The conflict between Russia and Ukraine, rising interest rates, and the COVID pandemic have proved to us once more how quickly the economic situation in certain countries can deteriorate. This makes it even more important for companies to monitor these risks regularly.
The country risk map from Dun & Bradstreet shows that risk levels are still high in many economies. It’s especially risky doing business in countries such as Afghanistan, Libya, Yemen, or Syria, where the Country Risk Score from Dun & Bradstreet is DB7. That puts these nations among the worst rated in the world.
Data from national statistics authorities
Dun & Bradstreet analyses risks in more than 130 countries worldwide. That’s more than 99 percent of global gross domestic product (GDP). “We cover virtually the entire market, with the exception of micro-states and some economies in Africa,” says Dr Arun Singh, Global Chief Economist at Dun & Bradstreet.
The calculation for the countries is based on factors that include information from central banks and national statistical authorities like the Federal Office of Statistics or the International Monetary Fund. The rating scale of Dun & Bradstreet’s Country Risk Score ranges from DB1 to DB7 and is further subdivided into quartiles (from a to d) and categories 1-6.
A realistic glimpse into the future
“For the assessment, we look at data from four thematic areas. The aim is to get a comprehensive view of the situation in the countries in order to come to a realistic risk assessment," says Singh.
The first area is the trading environment. Here, Dun & Bradstreet analysts carefully examine how stable supply chains are, how good the infrastructure is in a country, or how likely it is that a natural disaster could affect the supply chain.
In the area of economic risks, the experts look at the development of the economy.
This focuses on questions such as: Is unemployment high? Or is the exchange rate going up or down? “For this, we draw on various macroeconomic factors and forecast development for the next few years.”
The subject of liquidity risks takes into account aspects such as the introduction of new laws, access to foreign currency as well as information on payment behaviour in the respective country.
Security risks, civil wars, and corruption play a role in the assessment of political risks. “For this, we take a look at upcoming elections in a country, for example.”

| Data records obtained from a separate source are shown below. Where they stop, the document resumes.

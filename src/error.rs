use axum::http::{StatusCode, Uri};
use axum::response::{IntoResponse, Response};
use axum::Json;
use serde_json::json;
use thiserror::Error;
use tracing::error;

/// Typed request failure. Carried up the call stack as a `Result` and turned
/// into a JSON response only here, at the outermost boundary.
#[derive(Debug, Error)]
pub enum ApiError {
    #[error("{0}")]
    Validation(String),

    #[error("a user already exists with that email address")]
    DuplicateEmail,

    #[error("{0}")]
    Unauthorized(String),

    #[error("{0}")]
    NotFound(String),

    #[error(transparent)]
    Internal(#[from] anyhow::Error),
}

impl ApiError {
    pub fn validation(message: impl Into<String>) -> Self {
        Self::Validation(message.into())
    }

    fn code(&self) -> &'static str {
        match self {
            Self::Validation(_) => "validation_error",
            Self::DuplicateEmail => "duplicate_email",
            Self::Unauthorized(_) => "unauthorized",
            Self::NotFound(_) => "not_found",
            Self::Internal(_) => "internal_error",
        }
    }

    fn status(&self) -> StatusCode {
        match self {
            Self::Validation(_) => StatusCode::BAD_REQUEST,
            Self::DuplicateEmail => StatusCode::CONFLICT,
            Self::Unauthorized(_) => StatusCode::UNAUTHORIZED,
            Self::NotFound(_) => StatusCode::NOT_FOUND,
            Self::Internal(_) => StatusCode::INTERNAL_SERVER_ERROR,
        }
    }
}

impl From<sqlx::Error> for ApiError {
    fn from(err: sqlx::Error) -> Self {
        // 23505 on the email index surfaces as a uniqueness violation.
        if let sqlx::Error::Database(db_err) = &err {
            if db_err.code().as_deref() == Some("23505") {
                return Self::DuplicateEmail;
            }
        }
        Self::Internal(err.into())
    }
}

impl IntoResponse for ApiError {
    fn into_response(self) -> Response {
        let status = self.status();
        let message = match &self {
            Self::Internal(e) => {
                error!(error = %e, "internal error");
                "internal server error".to_string()
            }
            other => other.to_string(),
        };
        (
            status,
            Json(json!({
                "error": self.code(),
                "message": message,
            })),
        )
            .into_response()
    }
}

/// Fallback for requests no route matched.
pub async fn not_found(uri: Uri) -> ApiError {
    ApiError::NotFound(format!("Can't find {uri} on this server"))
}

#[cfg(test)]
mod tests {
    use super::*;

    async fn body_string(resp: Response) -> String {
        let bytes = axum::body::to_bytes(resp.into_body(), usize::MAX)
            .await
            .expect("read body");
        String::from_utf8(bytes.to_vec()).expect("utf8 body")
    }

    #[tokio::test]
    async fn validation_maps_to_400_with_message() {
        let resp = ApiError::validation("Passwords are not the same").into_response();
        assert_eq!(resp.status(), StatusCode::BAD_REQUEST);
        let body = body_string(resp).await;
        assert!(body.contains("validation_error"));
        assert!(body.contains("Passwords are not the same"));
    }

    #[tokio::test]
    async fn duplicate_email_maps_to_409() {
        let resp = ApiError::DuplicateEmail.into_response();
        assert_eq!(resp.status(), StatusCode::CONFLICT);
    }

    #[tokio::test]
    async fn internal_error_hides_details() {
        let resp = ApiError::Internal(anyhow::anyhow!("pool exhausted")).into_response();
        assert_eq!(resp.status(), StatusCode::INTERNAL_SERVER_ERROR);
        let body = body_string(resp).await;
        assert!(!body.contains("pool exhausted"));
        assert!(body.contains("internal server error"));
    }

    #[tokio::test]
    async fn fallback_reports_the_requested_path() {
        let resp = not_found(Uri::from_static("/api/v1/bogus")).await.into_response();
        assert_eq!(resp.status(), StatusCode::NOT_FOUND);
        let body = body_string(resp).await;
        assert!(body.contains("/api/v1/bogus"));
    }
}
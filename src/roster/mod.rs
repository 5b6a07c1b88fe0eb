/// Club roster scraping and caching
///
/// Thin I/O glue around the club's program archive and SoundCloud: who
/// plays on which night, and how many followers they bring. The follower
/// totals per event night are the main popularity feature for the model.
pub mod cache;
pub mod scraper;

pub use cache::{followers_by_date, FollowersByDate, RosterCache, RosterCacheManager};
pub use scraper::{ArtistRecord, EventEntry, RosterScraper};
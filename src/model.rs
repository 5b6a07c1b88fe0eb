use anyhow::{anyhow, Result};
use serde::{Deserialize, Serialize};
use std::path::Path;
use tracing::{debug, info};

use crate::store::FeatureRow;

/// Seam for the waiting-time regressor. The statistical model is an
/// opaque collaborator; the pipeline only needs fit and predict.
pub trait Regressor {
    /// Fit on feature rows and their waiting-time targets
    fn fit(&mut self, features: &[Vec<f64>], targets: &[f64]) -> Result<()>;

    /// Predicted maximum waiting time in hours for one feature vector
    fn predict(&self, features: &[f64]) -> f64;
}

/// Ordinary-least-squares baseline with an intercept, solved via the
/// normal equations. Good enough to exercise the full train/predict path;
/// a boosted model can replace it behind the same trait.
#[derive(Debug, Clone, Default, Serialize, Deserialize)]
pub struct LeastSquaresModel {
    /// One weight per feature, intercept last
    weights: Vec<f64>,
}

impl LeastSquaresModel {
    pub fn new() -> Self {
        Self::default()
    }

    pub fn is_fitted(&self) -> bool {
        !self.weights.is_empty()
    }

    pub fn save<P: AsRef<Path>>(&self, path: P) -> Result<()> {
        std::fs::write(path.as_ref(), serde_json::to_string_pretty(self)?)?;
        info!("saved model to {}", path.as_ref().display());
        Ok(())
    }

    pub fn load<P: AsRef<Path>>(path: P) -> Result<Self> {
        let content = std::fs::read_to_string(path.as_ref())?;
        Ok(serde_json::from_str(&content)?)
    }
}

impl Regressor for LeastSquaresModel {
    fn fit(&mut self, features: &[Vec<f64>], targets: &[f64]) -> Result<()> {
        if features.is_empty() || features.len() != targets.len() {
            return Err(anyhow!(
                "training set mismatch: {} feature rows, {} targets",
                features.len(),
                targets.len()
            ));
        }

        let dims = features[0].len();
        if features.iter().any(|row| row.len() != dims) {
            return Err(anyhow!("inconsistent feature dimensions"));
        }

        // Augment with a constant column for the intercept
        let cols = dims + 1;
        let rows: Vec<Vec<f64>> = features
            .iter()
            .map(|row| {
                let mut augmented = row.clone();
                augmented.push(1.0);
                augmented
            })
            .collect();

        // Normal equations: (X^T X) w = X^T y
        let mut xtx = vec![vec![0.0; cols]; cols];
        let mut xty = vec![0.0; cols];
        for (row, &target) in rows.iter().zip(targets) {
            for i in 0..cols {
                xty[i] += row[i] * target;
                for j in 0..cols {
                    xtx[i][j] += row[i] * row[j];
                }
            }
        }

        self.weights = solve_linear_system(xtx, xty)
            .ok_or_else(|| anyhow!("singular normal equations, features are degenerate"))?;
        debug!(weights = ?self.weights, "fitted least-squares model");
        Ok(())
    }

    fn predict(&self, features: &[f64]) -> f64 {
        if self.weights.len() != features.len() + 1 {
            return 0.0;
        }

        let dot: f64 = features
            .iter()
            .zip(&self.weights)
            .map(|(x, w)| x * w)
            .sum();
        (dot + self.weights[features.len()]).max(0.0)
    }
}

/// Assemble the training set from feature rows: followers are required,
/// weather defaults to zero, zero-target nights are excluded (no crowd
/// signal is not a zero-hour queue).
pub fn training_set(rows: &[FeatureRow]) -> (Vec<Vec<f64>>, Vec<f64>) {
    let mut features = Vec::new();
    let mut targets = Vec::new();

    for row in rows {
        if row.max_waiting_time == 0.0 {
            continue;
        }
        let Some(followers) = row.followers else {
            continue;
        };

        features.push(vec![
            followers as f64,
            row.min_temp_c.unwrap_or(0.0),
            row.precip_mm.unwrap_or(0.0),
        ]);
        targets.push(row.max_waiting_time);
    }

    (features, targets)
}

/// Gaussian elimination with partial pivoting
fn solve_linear_system(mut a: Vec<Vec<f64>>, mut b: Vec<f64>) -> Option<Vec<f64>> {
    let n = b.len();

    for col in 0..n {
        let pivot = (col..n).max_by(|&i, &j| {
            a[i][col]
                .abs()
                .partial_cmp(&a[j][col].abs())
                .unwrap_or(std::cmp::Ordering::Equal)
        })?;
        if a[pivot][col].abs() < 1e-12 {
            return None;
        }
        a.swap(col, pivot);
        b.swap(col, pivot);

        for row in (col + 1)..n {
            let factor = a[row][col] / a[col][col];
            for k in col..n {
                a[row][k] -= factor * a[col][k];
            }
            b[row] -= factor * b[col];
        }
    }

    let mut x = vec![0.0; n];
    for col in (0..n).rev() {
        let mut sum = b[col];
        for k in (col + 1)..n {
            sum -= a[col][k] * x[k];
        }
        x[col] = sum / a[col][col];
    }

    Some(x)
}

Based on all these factors, Dun & Bradstreet analysts determine a risk assessment for the respective country. This allows companies to decide based on validated data which supplier from which country they should enter into a business relationship with.
55 states downgraded
“The COVID crisis and times of economic uncertainty have economies around the world firmly in their grip. The issue will be with us for quite some time to come. That’s why it’s even more important that companies closely monitor their customers and regularly check the development of country risk,” says Singh.
In 2022 alone, Dun & Bradstreet downgraded 55 out of 132 countries. The extent to which the risk rating has changed varies from country to country. While emerging markets such as India and Vietnam were upgraded from DB4d to DB4c, the Nordic countries were downgraded on average from DB2b to DB2c due to the growing cost-of-living crisis.
“Rising interest rates and increased revenue costs are affecting companies’ investment plans and profits. In addition, the cost-of-living crisis in many countries continues to weigh on consumer confidence and demand for goods and services, affecting companies’ revenue growth. As profitability declines, corporate defaults or bankruptcies will increase in the coming months,” Singh concludes.